Use the entries below and reproduce exactly the lines from the one containing "string is user-editable" down to the one containing "use storefacet_core::category::CategoryTree;", both of them included.
*** Opening Records provided ***
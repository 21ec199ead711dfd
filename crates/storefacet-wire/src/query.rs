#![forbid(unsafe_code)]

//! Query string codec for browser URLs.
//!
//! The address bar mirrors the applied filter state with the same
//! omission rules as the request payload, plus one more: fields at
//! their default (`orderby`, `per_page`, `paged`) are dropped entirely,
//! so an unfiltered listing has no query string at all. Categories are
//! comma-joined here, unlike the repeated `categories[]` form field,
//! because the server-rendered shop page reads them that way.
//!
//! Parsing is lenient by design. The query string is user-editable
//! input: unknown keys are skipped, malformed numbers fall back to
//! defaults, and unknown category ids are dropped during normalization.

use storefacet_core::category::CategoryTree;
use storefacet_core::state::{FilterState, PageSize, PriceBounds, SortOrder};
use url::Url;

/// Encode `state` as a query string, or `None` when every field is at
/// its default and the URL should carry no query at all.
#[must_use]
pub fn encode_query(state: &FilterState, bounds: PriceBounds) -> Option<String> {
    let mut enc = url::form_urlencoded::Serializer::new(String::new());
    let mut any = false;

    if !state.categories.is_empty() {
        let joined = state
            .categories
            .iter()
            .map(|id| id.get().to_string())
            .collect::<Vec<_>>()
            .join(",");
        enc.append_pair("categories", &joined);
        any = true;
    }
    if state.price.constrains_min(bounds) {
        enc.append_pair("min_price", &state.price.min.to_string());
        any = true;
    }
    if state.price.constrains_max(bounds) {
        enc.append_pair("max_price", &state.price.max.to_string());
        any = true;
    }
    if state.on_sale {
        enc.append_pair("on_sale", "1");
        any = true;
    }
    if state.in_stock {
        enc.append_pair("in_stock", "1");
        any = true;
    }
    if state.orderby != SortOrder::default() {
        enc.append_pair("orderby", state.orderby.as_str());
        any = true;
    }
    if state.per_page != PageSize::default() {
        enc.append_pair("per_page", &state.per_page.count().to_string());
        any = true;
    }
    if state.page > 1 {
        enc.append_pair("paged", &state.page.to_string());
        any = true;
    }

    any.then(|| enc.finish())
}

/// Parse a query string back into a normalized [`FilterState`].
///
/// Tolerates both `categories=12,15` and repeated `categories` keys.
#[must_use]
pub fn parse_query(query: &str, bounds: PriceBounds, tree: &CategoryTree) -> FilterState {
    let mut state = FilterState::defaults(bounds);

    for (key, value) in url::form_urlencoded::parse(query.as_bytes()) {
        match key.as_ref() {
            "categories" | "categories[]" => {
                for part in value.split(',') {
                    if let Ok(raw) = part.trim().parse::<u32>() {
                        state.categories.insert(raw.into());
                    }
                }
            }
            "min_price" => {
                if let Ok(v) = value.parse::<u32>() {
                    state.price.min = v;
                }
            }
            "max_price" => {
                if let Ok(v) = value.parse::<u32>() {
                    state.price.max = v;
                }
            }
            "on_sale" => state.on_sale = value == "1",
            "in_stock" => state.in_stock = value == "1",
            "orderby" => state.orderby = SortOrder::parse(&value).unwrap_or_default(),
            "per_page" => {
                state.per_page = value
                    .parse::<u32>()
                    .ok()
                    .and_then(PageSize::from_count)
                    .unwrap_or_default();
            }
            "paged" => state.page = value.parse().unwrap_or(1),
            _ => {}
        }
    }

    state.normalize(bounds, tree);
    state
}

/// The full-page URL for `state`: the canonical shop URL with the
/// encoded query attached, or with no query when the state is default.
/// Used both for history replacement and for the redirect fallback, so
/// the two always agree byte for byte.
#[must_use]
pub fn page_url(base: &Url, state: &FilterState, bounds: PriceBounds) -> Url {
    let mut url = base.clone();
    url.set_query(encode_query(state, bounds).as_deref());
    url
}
*** Closing Records provided ***
*** Opening Records provided ***
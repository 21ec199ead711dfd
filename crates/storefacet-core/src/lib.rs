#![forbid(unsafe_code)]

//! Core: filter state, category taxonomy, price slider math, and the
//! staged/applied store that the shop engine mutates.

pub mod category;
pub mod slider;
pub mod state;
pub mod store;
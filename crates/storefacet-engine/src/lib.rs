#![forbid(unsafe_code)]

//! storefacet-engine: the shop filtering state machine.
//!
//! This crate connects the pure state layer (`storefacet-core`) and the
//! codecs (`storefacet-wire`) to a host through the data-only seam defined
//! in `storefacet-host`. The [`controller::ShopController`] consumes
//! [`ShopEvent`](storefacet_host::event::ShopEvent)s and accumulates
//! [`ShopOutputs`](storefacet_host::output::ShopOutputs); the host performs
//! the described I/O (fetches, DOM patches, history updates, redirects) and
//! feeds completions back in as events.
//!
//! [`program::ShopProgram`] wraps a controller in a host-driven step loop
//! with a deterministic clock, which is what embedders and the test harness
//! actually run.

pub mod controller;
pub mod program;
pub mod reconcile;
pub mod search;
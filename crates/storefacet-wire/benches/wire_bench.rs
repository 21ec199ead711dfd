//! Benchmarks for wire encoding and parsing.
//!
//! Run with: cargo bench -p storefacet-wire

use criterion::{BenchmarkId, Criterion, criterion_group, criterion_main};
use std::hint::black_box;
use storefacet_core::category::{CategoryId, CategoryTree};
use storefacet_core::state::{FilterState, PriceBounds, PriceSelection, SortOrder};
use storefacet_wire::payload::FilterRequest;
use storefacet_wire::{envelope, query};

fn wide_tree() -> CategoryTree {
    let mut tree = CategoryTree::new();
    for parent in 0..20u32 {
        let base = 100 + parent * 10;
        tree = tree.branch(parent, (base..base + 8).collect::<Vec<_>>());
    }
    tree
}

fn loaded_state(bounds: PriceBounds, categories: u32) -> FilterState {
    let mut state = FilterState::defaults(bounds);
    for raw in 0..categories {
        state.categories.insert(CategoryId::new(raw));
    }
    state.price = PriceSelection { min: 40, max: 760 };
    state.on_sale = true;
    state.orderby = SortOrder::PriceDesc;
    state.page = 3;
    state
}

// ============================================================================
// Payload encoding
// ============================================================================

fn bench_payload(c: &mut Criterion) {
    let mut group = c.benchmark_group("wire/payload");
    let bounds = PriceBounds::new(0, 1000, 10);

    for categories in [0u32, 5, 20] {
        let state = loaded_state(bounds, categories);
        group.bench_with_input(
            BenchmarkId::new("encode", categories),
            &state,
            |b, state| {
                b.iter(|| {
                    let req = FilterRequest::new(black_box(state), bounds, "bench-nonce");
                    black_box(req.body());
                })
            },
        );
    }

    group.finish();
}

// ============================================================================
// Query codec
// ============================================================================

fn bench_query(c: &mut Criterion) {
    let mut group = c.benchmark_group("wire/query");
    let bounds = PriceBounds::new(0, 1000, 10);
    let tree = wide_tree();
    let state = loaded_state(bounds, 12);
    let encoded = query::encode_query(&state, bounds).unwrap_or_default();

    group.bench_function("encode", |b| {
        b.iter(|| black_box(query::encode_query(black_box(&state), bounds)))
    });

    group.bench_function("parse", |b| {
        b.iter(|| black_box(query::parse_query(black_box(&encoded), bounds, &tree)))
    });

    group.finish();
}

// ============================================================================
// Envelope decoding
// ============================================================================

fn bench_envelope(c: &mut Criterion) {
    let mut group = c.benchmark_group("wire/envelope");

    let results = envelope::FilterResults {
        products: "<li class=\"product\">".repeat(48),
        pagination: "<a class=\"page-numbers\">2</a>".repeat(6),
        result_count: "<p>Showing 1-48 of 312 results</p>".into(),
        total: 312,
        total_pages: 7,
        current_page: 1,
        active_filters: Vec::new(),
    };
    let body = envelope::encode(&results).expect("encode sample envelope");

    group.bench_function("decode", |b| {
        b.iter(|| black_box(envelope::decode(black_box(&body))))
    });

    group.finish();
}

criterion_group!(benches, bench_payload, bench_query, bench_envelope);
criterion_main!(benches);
*** Closing Records provided ***
Exercise output –
//! Parsing is lenient by design. The query string is user-editable
//! input: unknown keys are skipped, malformed numbers fall back to
//! defaults, and unknown category ids are dropped during normalization.

use storefacet_core::category::CategoryTree;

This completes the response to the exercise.